**Assignment:**
In the entries, find all lines that hold the word "failed" and copy them.

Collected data
::::::::::

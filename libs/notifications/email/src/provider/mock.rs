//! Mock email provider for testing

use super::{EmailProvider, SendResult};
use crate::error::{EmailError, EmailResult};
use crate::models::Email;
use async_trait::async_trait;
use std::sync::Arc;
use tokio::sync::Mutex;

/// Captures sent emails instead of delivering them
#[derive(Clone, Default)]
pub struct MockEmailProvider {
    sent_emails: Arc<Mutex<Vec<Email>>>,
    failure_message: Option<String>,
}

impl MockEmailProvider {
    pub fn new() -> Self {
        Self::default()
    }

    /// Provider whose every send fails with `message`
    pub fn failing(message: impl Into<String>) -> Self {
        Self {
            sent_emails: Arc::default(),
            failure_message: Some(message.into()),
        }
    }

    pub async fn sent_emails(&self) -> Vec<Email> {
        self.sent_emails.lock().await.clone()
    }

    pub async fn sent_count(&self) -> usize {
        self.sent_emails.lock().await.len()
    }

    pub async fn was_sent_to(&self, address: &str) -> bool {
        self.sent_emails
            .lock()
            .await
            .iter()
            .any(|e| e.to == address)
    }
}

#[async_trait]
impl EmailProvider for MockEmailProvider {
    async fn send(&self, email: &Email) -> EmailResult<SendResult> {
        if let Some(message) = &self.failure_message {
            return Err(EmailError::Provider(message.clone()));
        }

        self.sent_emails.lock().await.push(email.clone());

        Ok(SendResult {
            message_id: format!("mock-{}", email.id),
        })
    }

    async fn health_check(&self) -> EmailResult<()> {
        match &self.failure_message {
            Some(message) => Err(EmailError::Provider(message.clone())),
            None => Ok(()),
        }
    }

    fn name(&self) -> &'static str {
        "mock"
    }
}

::::::::::

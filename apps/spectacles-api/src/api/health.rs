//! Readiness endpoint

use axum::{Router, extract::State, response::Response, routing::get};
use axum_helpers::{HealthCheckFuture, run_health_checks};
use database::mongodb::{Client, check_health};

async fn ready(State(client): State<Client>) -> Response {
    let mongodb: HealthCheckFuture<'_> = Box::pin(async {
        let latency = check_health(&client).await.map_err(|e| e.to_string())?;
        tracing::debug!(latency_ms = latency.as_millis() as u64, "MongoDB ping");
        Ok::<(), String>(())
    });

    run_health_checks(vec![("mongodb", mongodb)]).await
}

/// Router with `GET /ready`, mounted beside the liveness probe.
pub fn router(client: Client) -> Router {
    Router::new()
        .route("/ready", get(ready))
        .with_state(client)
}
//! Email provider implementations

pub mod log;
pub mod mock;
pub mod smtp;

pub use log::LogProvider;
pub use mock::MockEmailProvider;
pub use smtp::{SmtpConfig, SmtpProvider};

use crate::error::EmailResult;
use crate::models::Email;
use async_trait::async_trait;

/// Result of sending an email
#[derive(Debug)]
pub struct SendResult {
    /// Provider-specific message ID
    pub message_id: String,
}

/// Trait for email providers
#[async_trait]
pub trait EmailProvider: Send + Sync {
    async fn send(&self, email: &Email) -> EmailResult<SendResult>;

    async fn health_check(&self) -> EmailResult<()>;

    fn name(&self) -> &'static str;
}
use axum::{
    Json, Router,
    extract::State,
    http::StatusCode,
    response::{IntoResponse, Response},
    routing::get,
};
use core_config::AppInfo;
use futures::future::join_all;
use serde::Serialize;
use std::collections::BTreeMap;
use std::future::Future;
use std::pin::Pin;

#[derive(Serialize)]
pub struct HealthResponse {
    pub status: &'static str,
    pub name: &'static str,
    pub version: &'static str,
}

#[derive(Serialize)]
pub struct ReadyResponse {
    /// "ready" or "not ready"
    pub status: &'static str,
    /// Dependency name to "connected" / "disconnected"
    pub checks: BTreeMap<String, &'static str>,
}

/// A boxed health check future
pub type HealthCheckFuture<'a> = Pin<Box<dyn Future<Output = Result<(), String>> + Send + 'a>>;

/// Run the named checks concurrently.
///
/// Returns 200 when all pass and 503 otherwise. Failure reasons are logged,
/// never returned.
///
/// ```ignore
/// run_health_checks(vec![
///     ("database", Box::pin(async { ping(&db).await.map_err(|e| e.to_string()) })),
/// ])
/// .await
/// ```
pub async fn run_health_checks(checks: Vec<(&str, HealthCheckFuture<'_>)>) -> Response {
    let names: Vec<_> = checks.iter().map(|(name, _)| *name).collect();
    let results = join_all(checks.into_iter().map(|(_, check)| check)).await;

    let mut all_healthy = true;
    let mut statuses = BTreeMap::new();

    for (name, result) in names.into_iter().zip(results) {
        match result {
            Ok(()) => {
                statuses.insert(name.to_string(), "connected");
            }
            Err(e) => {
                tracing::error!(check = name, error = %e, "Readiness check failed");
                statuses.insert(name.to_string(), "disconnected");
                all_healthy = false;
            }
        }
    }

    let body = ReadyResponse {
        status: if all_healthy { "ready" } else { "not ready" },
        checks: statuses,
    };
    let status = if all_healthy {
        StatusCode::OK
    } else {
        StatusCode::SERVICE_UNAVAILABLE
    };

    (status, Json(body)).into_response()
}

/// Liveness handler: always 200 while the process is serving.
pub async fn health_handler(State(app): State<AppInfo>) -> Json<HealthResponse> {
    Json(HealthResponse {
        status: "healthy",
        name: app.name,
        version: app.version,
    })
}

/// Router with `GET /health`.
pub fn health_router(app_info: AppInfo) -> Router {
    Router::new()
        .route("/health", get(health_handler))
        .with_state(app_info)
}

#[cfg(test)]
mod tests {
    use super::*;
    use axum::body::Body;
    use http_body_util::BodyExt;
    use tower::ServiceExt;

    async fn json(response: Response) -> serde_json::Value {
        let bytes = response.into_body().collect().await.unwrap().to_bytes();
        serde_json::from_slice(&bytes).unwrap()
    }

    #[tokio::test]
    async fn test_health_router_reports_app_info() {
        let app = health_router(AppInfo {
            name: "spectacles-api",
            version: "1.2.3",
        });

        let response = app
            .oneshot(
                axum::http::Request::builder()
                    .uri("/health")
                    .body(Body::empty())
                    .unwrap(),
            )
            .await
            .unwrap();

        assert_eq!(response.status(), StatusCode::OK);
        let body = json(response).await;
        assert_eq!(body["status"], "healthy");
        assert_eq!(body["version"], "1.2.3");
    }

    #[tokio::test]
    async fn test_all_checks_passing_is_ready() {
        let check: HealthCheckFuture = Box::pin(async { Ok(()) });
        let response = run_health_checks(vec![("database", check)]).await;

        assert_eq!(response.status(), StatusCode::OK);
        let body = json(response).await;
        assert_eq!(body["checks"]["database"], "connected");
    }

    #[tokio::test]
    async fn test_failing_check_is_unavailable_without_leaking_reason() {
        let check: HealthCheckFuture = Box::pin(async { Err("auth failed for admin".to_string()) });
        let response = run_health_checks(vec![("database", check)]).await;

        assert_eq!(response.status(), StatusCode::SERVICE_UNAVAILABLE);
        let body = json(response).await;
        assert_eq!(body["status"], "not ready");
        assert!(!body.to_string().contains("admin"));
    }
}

::::::::::

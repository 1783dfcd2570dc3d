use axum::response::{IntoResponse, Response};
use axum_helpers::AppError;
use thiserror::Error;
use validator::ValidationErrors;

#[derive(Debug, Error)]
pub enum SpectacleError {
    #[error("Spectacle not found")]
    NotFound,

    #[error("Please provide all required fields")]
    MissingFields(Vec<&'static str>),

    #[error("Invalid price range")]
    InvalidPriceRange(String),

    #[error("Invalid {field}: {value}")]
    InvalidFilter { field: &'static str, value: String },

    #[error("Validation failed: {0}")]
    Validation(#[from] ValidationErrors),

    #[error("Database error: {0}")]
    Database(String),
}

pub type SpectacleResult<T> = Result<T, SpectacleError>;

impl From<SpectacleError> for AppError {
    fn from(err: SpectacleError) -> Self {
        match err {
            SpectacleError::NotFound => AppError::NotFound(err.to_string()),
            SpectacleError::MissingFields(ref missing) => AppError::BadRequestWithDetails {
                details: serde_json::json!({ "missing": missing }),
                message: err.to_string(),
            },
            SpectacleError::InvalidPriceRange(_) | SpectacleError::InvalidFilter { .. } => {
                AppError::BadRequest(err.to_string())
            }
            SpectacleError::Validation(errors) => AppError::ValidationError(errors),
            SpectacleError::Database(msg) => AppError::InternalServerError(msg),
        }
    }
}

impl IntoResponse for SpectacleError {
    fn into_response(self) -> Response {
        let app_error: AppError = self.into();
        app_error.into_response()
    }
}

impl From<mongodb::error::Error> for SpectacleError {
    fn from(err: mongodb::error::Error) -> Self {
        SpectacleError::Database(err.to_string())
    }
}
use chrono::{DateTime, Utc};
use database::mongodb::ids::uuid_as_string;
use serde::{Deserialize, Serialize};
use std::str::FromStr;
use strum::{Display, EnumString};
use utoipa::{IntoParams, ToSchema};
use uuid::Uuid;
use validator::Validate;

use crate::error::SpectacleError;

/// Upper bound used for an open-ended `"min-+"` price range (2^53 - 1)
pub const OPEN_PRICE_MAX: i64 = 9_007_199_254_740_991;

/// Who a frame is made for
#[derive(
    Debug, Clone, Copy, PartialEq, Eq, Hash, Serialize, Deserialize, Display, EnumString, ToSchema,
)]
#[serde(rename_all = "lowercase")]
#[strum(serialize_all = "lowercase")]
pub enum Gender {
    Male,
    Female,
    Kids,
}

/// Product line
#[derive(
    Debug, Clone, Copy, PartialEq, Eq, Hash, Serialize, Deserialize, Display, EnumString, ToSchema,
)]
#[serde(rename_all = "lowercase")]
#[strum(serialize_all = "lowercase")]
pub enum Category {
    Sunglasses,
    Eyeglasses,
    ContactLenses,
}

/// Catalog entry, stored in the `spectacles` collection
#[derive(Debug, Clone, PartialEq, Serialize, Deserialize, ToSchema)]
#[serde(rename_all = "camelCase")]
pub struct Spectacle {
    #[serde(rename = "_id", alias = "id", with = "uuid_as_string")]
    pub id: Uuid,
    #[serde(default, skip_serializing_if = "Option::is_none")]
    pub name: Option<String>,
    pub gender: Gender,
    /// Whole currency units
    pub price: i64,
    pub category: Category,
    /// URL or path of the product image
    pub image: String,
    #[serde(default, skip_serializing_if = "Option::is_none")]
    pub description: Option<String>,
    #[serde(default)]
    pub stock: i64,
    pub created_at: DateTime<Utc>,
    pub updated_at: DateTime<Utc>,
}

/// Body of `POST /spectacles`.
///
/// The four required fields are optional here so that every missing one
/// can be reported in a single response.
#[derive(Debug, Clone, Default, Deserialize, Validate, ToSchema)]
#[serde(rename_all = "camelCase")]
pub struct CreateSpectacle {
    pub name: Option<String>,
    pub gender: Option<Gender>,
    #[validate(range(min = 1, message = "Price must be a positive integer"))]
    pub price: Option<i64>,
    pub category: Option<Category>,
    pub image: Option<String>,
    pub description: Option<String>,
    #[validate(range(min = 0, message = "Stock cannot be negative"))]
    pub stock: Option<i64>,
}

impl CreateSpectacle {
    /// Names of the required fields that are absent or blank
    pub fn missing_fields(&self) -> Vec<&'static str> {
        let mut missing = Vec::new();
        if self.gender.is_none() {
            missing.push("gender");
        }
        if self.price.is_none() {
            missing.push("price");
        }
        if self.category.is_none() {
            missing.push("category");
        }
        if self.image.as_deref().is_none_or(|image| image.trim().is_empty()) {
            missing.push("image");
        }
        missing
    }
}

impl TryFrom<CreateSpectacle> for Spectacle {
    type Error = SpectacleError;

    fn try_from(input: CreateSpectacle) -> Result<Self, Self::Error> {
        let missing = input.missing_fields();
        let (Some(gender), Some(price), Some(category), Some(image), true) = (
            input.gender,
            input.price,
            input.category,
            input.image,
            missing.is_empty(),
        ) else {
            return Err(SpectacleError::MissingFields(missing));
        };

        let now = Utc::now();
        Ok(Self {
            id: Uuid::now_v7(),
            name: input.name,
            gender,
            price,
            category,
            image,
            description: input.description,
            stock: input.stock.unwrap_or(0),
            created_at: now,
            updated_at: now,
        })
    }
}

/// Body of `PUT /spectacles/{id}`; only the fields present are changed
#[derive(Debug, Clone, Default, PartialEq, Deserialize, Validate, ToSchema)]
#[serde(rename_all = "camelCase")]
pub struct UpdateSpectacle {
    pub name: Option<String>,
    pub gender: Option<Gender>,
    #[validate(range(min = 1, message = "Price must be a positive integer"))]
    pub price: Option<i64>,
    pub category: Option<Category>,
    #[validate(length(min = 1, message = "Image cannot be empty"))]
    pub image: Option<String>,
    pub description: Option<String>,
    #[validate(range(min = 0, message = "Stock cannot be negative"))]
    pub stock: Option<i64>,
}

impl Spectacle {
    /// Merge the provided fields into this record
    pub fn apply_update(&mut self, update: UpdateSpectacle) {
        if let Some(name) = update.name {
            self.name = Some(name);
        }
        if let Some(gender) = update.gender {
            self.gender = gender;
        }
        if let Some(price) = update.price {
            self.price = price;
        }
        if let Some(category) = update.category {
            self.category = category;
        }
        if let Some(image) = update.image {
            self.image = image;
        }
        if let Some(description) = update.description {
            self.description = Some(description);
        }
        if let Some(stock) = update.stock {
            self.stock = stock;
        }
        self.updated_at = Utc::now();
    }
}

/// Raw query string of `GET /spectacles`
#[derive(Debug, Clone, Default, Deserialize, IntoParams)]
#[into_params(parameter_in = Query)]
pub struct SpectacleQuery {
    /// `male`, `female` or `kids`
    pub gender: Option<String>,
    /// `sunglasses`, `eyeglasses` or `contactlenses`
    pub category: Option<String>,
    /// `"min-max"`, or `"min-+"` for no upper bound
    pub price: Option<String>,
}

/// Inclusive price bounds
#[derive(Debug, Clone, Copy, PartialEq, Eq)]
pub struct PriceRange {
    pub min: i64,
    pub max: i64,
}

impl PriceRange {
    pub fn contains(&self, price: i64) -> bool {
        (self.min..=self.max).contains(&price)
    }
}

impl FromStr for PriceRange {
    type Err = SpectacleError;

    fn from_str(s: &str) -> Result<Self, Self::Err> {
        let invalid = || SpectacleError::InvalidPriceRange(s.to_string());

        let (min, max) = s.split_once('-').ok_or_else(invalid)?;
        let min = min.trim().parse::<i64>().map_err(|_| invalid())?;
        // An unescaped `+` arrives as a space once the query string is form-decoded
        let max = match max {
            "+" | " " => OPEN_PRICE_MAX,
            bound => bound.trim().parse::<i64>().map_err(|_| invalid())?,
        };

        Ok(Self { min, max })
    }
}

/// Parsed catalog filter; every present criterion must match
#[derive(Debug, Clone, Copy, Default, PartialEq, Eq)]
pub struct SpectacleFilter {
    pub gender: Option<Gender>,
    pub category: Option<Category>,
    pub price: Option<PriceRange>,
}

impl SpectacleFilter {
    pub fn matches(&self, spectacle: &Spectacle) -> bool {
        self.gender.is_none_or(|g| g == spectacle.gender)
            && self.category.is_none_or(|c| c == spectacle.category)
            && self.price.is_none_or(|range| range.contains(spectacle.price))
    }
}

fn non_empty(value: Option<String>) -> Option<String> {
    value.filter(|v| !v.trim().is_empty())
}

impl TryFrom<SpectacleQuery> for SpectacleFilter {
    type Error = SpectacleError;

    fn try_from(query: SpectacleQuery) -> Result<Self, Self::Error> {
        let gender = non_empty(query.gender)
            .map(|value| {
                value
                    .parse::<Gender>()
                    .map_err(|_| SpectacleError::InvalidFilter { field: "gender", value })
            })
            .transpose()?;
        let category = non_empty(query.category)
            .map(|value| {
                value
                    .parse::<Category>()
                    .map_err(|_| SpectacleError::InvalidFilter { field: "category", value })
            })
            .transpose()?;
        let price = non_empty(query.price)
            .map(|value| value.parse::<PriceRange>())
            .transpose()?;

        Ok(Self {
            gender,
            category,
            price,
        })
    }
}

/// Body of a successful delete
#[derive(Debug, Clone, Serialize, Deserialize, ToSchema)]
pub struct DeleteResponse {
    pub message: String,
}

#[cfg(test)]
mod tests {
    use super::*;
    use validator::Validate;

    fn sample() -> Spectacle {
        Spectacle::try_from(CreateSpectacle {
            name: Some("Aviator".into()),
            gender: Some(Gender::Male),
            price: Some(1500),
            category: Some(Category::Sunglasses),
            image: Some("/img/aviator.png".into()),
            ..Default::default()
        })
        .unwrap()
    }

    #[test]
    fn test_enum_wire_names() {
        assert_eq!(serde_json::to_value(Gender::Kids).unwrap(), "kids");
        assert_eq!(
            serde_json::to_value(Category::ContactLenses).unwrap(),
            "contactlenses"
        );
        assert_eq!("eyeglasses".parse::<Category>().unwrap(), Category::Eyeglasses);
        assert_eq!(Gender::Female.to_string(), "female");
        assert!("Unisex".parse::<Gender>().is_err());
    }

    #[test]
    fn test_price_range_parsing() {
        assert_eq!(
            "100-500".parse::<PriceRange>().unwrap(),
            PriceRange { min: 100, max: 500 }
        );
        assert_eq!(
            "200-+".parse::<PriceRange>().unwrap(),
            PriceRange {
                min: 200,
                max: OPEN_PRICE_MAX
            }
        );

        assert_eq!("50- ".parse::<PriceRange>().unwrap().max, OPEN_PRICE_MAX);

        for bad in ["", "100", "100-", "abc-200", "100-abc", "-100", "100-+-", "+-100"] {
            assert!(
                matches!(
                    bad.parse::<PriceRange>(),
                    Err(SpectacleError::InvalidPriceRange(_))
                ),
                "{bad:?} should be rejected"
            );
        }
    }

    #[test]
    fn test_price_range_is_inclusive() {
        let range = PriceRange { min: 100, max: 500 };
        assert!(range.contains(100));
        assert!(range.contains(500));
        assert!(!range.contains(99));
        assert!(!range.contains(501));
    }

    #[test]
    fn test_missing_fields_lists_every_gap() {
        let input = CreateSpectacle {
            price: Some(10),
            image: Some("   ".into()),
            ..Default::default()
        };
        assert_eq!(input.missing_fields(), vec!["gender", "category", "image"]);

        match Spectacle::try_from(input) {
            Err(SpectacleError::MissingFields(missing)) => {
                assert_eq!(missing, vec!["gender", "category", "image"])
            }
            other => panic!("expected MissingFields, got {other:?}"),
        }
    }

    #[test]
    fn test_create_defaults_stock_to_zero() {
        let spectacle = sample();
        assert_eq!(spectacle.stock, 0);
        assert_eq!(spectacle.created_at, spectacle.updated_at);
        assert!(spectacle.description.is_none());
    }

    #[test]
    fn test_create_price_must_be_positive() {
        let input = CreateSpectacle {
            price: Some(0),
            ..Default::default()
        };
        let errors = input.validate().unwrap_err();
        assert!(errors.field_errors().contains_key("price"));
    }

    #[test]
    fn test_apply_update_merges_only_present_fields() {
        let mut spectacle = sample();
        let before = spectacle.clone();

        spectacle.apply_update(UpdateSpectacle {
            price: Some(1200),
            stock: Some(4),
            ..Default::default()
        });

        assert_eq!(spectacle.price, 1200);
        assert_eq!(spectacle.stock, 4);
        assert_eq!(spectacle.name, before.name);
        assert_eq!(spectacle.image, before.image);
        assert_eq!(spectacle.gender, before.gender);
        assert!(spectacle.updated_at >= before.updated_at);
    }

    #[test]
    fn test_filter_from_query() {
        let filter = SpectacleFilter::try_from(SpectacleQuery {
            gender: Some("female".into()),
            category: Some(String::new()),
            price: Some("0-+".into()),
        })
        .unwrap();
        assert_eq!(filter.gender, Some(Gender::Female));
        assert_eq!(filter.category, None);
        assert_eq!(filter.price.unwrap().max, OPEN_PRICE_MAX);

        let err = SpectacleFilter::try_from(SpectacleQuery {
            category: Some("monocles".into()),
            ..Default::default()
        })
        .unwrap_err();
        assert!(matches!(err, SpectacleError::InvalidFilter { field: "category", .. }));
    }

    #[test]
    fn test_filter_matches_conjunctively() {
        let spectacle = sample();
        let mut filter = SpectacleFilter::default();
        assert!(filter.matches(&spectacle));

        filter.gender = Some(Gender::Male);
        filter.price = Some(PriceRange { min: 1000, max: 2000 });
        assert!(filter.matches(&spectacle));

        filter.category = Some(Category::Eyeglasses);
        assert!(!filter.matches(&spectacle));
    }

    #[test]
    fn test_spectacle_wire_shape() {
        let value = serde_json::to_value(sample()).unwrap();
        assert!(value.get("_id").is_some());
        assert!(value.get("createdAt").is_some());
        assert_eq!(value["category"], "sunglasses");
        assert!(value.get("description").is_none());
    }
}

::::::::::

**Answer section:**
                tracing::error!(check = name, error = %e, "Readiness check failed");
        let check: HealthCheckFuture = Box::pin(async { Err("auth failed for admin".to_string()) });
    #[error("Validation failed: {0}")]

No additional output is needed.